Ruegeria

Scientific classification
- Domain: Bacteria
- Kingdom: Pseudomonadati
- Phylum: Pseudomonadota
- Class: Alphaproteobacteria
- Order: Rhodobacterales
- Family: Rhodobacteraceae
- Genus: Ruegeria Uchino et al. 1999
- Type species: Ruegeria atlantica (Rüger and Höfle 1992) Uchino et al. 1999
- Species: Ruegeria arenilitoris Park and Yoon 2013; Ruegeria atlantica (Rüger and Höfle 1992) Uchino et al. 1999; Ruegeria conchae Lee et al. 2012; Ruegeria denitrificans Arahal et al. 2018; Ruegeria faecimaris Oh et al. 2011; "Ruegeria haliotis" Cao et al. 2021; Ruegeria halocynthiae Kim et al. 2012; Ruegeria intermedia Kämpfer et al. 2013; Ruegeria lacuscaerulensis (Petursdottir and Kristjansson 1999) Yi et al. 2007; Ruegeria litorea (Lucena et al. 2014) Wirth and Whitman 2018; Ruegeria marina Huo et al. 2011; Ruegeria marisrubri Zhang et al. 2017; Ruegeria mediterranea (Lucena et al. 2014) Wirth and Whitman 2018; Ruegeria meonggei Kim et al. 2014; Ruegeria meteori (Rüger and Höfle 1992) Hördt et al. 2020; Ruegeria pomeroyi (González et al. 2003) Yi et al. 2007; Ruegeria profundi Zhang et al. 2017; Ruegeria sediminis Baek et al. 2020;
- Synonyms: Silicibacter Petursdottir and Kristjansson 1999;

= Ruegeria =

Genus of bacteria

Ruegeria is a genus of bacteria in the family Rhodobacteraceae. This genus was formerly known as the marine Agrobacterium before they were reclassified in 1998. It bears in fact the name of Hans-Jürgen Rüger, a German microbiologist, for his contribution to the taxonomy of marine species of Agrobacterium.

==Characteristics==
The genus is characterised by members who are:
- Gram-negative (like all Proteobacteria)
- ovoid to rod-shaped cells 0.6–1.6 × 1.0–4.0 μm
- motile by polar flagella, or nonmotile
- non-sporeformers
- aerobic
- oxidase and catalase positive
- are incapable of photosynthetic growth
- bacteriochlorophyll a is absent
- major quinone is ubiquinone 10
- mol% G+C of the DNA is 55–59
- member of the family Rhodobacteraceae, which is phenotypically, metabolically, ecologically diverse and defined based on 16S sequences data

Phylogenetically it is very close to the genus Silicibacter, but the two remain separate species due to phenotypic differences — two species for which this is problematic are Ruegeria lacuscaerulensis and Ruegeria pomeroyi.
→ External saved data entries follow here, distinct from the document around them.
//! Vehicle template data
//!
//! A vehicle file carries two documents side by side:
//! - `vehicle`: a dense row-major array of atom template ids (0 = empty)
//!   plus the list of gizmo instances and the cells they claim
//! - `atoms`: the atom template catalog keyed by id

use std::collections::HashMap;
use std::path::Path;

use glam::DVec2;
use serde::{Deserialize, Serialize};

use crate::error::{ArenaError, Result};

/// Size and durability of one kind of atom
#[derive(Debug, Clone, PartialEq, Serialize, Deserialize)]
pub struct AtomTemplate {
    pub w: usize,
    pub h: usize,
    pub hp: f64,
    #[serde(default)]
    pub graphics: Option<String>,
}

/// One gizmo placed on a vehicle
#[derive(Debug, Clone, PartialEq, Serialize, Deserialize)]
pub struct GizmoInstance {
    /// Name of the template in the part catalog
    #[serde(rename = "modelName")]
    pub model_name: String,
    /// Position in cells from the top left of the grid
    pub position: DVec2,
    /// Radians, 0 is forward
    #[serde(default)]
    pub angle: f64,
    /// (i, j) of a cell inside each atom this gizmo claims
    #[serde(default)]
    pub atoms: Vec<[usize; 2]>,
    /// Overrides the template's graphics id
    #[serde(rename = "gfxID", default)]
    pub gfx_id: Option<String>,
}

#[derive(Debug, Clone, PartialEq, Serialize, Deserialize)]
pub struct VehicleLayout {
    /// Row-major atom template ids, one per grid cell
    pub atoms: Vec<u32>,
    #[serde(default)]
    pub gizmos: Vec<GizmoInstance>,
}

#[derive(Debug, Clone, PartialEq, Serialize, Deserialize)]
pub struct VehicleTemplate {
    pub vehicle: VehicleLayout,
    pub atoms: HashMap<u32, AtomTemplate>,
}

impl VehicleTemplate {
    pub fn from_json(json: &str) -> Result<Self> {
        Ok(serde_json::from_str(json)?)
    }

    pub fn load(path: &Path) -> Result<Self> {
        let json = std::fs::read_to_string(path)?;
        let template = Self::from_json(&json)?;
        log::info!(
            "Loaded vehicle template {} ({} gizmos)",
            path.display(),
            template.vehicle.gizmos.len()
        );
        Ok(template)
    }

    pub fn atom_template(&self, id: u32) -> Result<&AtomTemplate> {
        self.atoms.get(&id).ok_or(ArenaError::UnknownAtomTemplate(id))
    }

    /// Build a template from ASCII rows: each character is an atom id
    /// digit, `.` is empty. Every id maps to a 1x1 atom with the given hp.
    pub fn from_rows(rows: &[&str], grid_size: usize, hp: &[(u32, f64)]) -> Self {
        let mut cells = vec![0u32; grid_size * grid_size];
        for (j, row) in rows.iter().enumerate().take(grid_size) {
            for (i, c) in row.chars().enumerate().take(grid_size) {
                if let Some(id) = c.to_digit(10) {
                    cells[j * grid_size + i] = id;
                }
            }
        }
        let atoms = hp
            .iter()
            .map(|&(id, hp)| {
                (
                    id,
                    AtomTemplate {
                        w: 1,
                        h: 1,
                        hp,
                        graphics: None,
                    },
                )
            })
            .collect();
        Self {
            vehicle: VehicleLayout {
                atoms: cells,
                gizmos: Vec::new(),
            },
            atoms,
        }
    }

    pub fn with_gizmo(mut self, gizmo: GizmoInstance) -> Self {
        self.vehicle.gizmos.push(gizmo);
        self
    }
}

impl GizmoInstance {
    pub fn new(model_name: &str, position: DVec2, angle: f64) -> Self {
        Self {
            model_name: model_name.to_string(),
            position,
            angle,
            atoms: Vec::new(),
            gfx_id: None,
        }
    }

    pub fn claiming(mut self, cells: &[[usize; 2]]) -> Self {
        self.atoms.extend_from_slice(cells);
        self
    }
}

#[cfg(test)]
mod tests {
    use super::*;

    #[test]
    fn test_parse_vehicle_json() {
        let json = r#"{
            "vehicle": {
                "atoms": [1, 0, 0, 2],
                "gizmos": [
                    { "modelName": "core-small", "position": [0, 0], "angle": 0, "atoms": [[0, 0]] },
                    { "modelName": "thruster-a", "position": [1, 1], "angle": 3.14, "atoms": [[1, 1]], "gfxID": "blue" }
                ]
            },
            "atoms": {
                "1": { "w": 1, "h": 1, "hp": 10, "graphics": "hull" },
                "2": { "w": 1, "h": 1, "hp": 3 }
            }
        }"#;
        let t = VehicleTemplate::from_json(json).unwrap();
        assert_eq!(t.vehicle.atoms, vec![1, 0, 0, 2]);
        assert_eq!(t.vehicle.gizmos.len(), 2);
        assert_eq!(t.vehicle.gizmos[1].position, DVec2::new(1.0, 1.0));
        assert_eq!(t.vehicle.gizmos[1].gfx_id.as_deref(), Some("blue"));
        assert_eq!(t.atom_template(1).unwrap().graphics.as_deref(), Some("hull"));
        assert_eq!(t.atom_template(2).unwrap().hp, 3.0);
        assert!(matches!(
            t.atom_template(9),
            Err(ArenaError::UnknownAtomTemplate(9))
        ));
    }

    #[test]
    fn test_from_rows() {
        let t = VehicleTemplate::from_rows(&["12", ".1"], 3, &[(1, 5.0), (2, 8.0)]);
        assert_eq!(t.vehicle.atoms, vec![1, 2, 0, 0, 1, 0, 0, 0, 0]);
        assert_eq!(t.atoms.len(), 2);
    }
}
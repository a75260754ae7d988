//! `kopycat send` - upload a document.

use anyhow::{Context, Result};
use kopy_core::Client;

use crate::cli::SendArgs;
use crate::input;
use crate::url;

pub fn handle_send(args: &SendArgs) -> Result<()> {
    let document = input::read_document(args.file.as_deref())?;
    let passphrase = input::resolve_send_passphrase(args)?;

    let client = Client::new(&args.server.client_config())?;
    let key = client
        .create_document(&document, passphrase.as_deref(), args.keep)
        .context("failed to upload document")?;

    println!(
        "{}",
        url::format_share_url(&args.server.url, &key, shared_fragment(args, passphrase.as_deref()))
    );
    Ok(())
}

/// The passphrase to embed in the printed share URL, if any.
///
/// Anyone holding the full URL can decrypt, so the fragment stays empty
/// unless the user opted in with `--sharable`. A generated passphrase is
/// always embedded, since the URL is the only place the user sees it.
fn shared_fragment<'a>(args: &SendArgs, passphrase: Option<&'a str>) -> Option<&'a str> {
    if args.sharable || args.generate.is_some() {
        passphrase
    } else {
        None
    }
}
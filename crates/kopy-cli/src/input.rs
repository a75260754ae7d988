//! Document and passphrase input helpers.

use std::fs;
use std::io::{IsTerminal, Read};
use std::path::Path;

use anyhow::{bail, Context, Result};
use dialoguer::{theme::ColorfulTheme, Password};

use crate::cli::SendArgs;

/// Read the document body from a file, or from stdin when no file is given.
pub fn read_document(file: Option<&Path>) -> Result<String> {
    match file {
        Some(path) => fs::read_to_string(path)
            .with_context(|| format!("failed to read '{}'", path.display())),
        None => {
            let mut buf = String::new();
            std::io::stdin()
                .read_to_string(&mut buf)
                .context("failed to read document from stdin")?;
            Ok(buf)
        }
    }
}

/// Strip surrounding whitespace from a passphrase when asked to.
///
/// Shells and `echo` love to append a trailing newline; with `--strip`
/// that noise never reaches key derivation.
pub fn strip_passphrase(passphrase: Option<String>, strip: bool) -> Option<String> {
    match passphrase {
        Some(p) if strip => Some(p.trim().to_string()),
        other => other,
    }
}

/// Work out the passphrase for `send`, if any.
///
/// Precedence: explicit flag/env, passphrase file, generated passphrase,
/// then an interactive prompt when `--encrypt` was given bare.
pub fn resolve_send_passphrase(args: &SendArgs) -> Result<Option<String>> {
    if let Some(passphrase) = &args.passphrase {
        return Ok(strip_passphrase(Some(passphrase.clone()), args.strip));
    }

    if let Some(path) = &args.passphrase_file {
        let contents = fs::read_to_string(path)
            .with_context(|| format!("failed to read passphrase file '{}'", path.display()))?;
        let passphrase = contents.lines().next().unwrap_or("").to_string();
        if passphrase.is_empty() {
            bail!("passphrase file '{}' is empty", path.display());
        }
        return Ok(strip_passphrase(Some(passphrase), args.strip));
    }

    if let Some(length) = args.generate {
        let passphrase =
            kopy_core::crypto::generate_password(length).context("failed to generate passphrase")?;
        return Ok(Some(passphrase));
    }

    if args.encrypt {
        return Ok(Some(prompt_passphrase(true)?));
    }

    Ok(None)
}

/// Prompt for a passphrase on the terminal.
pub fn prompt_passphrase(confirm: bool) -> Result<String> {
    if !std::io::stdin().is_terminal() {
        bail!("a passphrase is required; pass --passphrase or set KOPY_PASSPHRASE");
    }

    let theme = ColorfulTheme::default();
    let mut prompt = Password::with_theme(&theme).with_prompt("Passphrase");
    if confirm {
        prompt = prompt.with_confirmation("Confirm passphrase", "Passphrases do not match");
    }
    Ok(prompt.interact()?)
}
Two species that have been removed from the genus are Marinovum algicola (Ruegeria algicola) and Thalassobius gelatinovorus (Ruegeria gelatinovora).[and refs therein]

== Small non-coding RNAs ==
Highly abundant bacterial small RNAs have been shown to be present in the bacteria subjected to chronic nutrient limitation. In Ruegeria pomeroyi RNAseq analysis identified 99 putative sRNAs. The bacterial sRNAs regulatory mechanisms are typically based on direct RNA-RNA interaction with a target mRNA. The target gene groups identified by Rivers et al. were genes involved in transport, genes mediating cell-cell interactions, signal transduction and transcriptional regulation.